I agree that the training before the degree is conferred is less than adequate in many cases. However, to achieve independent practice the MSW recipient needs to practice in a supervised setting (I.e., associate licensure) for usually 2 full-time years after graduating.

My good friend has an MSW and had a similar number of therapy face-to-face hours as I did before I applied to internship. By the time internship and post-doc are over, the hours basically level out. The only difference is they had their degree a year ahead of me and even at an associate licensure were able to bill significantly higher than my pre-licensure rate, which as many folks have pointed out is $0 unless private insurers are allowing incident-to billing.
 
I agree that the training before the degree is conferred is less than adequate in many cases. However, to achieve independent practice the MSW recipient needs to practice in a supervised setting (I.e., associate licensure) for usually 2 full-time years after graduating.

My good friend has an MSW and had a similar number of therapy face-to-face hours as I did before I applied to internship. By the time internship and post-doc are over, the hours basically level out. The only difference is they had their degree a year ahead of me and even at an associate licensure were able to bill significantly higher than my pre-licensure rate, which as many folks have pointed out is $0 unless private insurers are allowing incident-to billing.
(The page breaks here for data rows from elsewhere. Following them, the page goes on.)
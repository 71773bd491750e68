//! In-process caching for directory listings and registry statistics.
//!
//! Every cache is a [`TtlCache`]: strict time-to-live, LRU-bounded, with
//! concurrent misses on one key coalesced into a single fetch. Keys are plain
//! strings grouped by prefix (see [`keys`]) so revalidation can drop whole
//! families at once.
//!
//! ```toml
//! [cache]
//! enabled = true
//! max_entries = 512
//! list_ttl_seconds = 60
//! stats_ttl_seconds = 3600
//! ```

mod config;
pub mod keys;
pub(crate) mod lock;
mod store;

pub use config::CacheConfig;
pub use keys::InvalidationScope;
pub use store::TtlCache;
Having known several MSW grads, the quality of those hours is more similar to an informal post-doc in many cases. I have yet to hear about an MSW getting anything similar to the quality of supervision offered in a doctoral internship. Social work got the licensing portion right, IMO. They are also ubiquitous enough to do your clinical training in a single place. That said, the quality of the clinical training does not compare to a clinical psych PhD/PsyD. Like I said, there is no perfect answer for what most people want (good training with an easy direct entry into a decent paying healthcare job.) Each path has its positives and negatives.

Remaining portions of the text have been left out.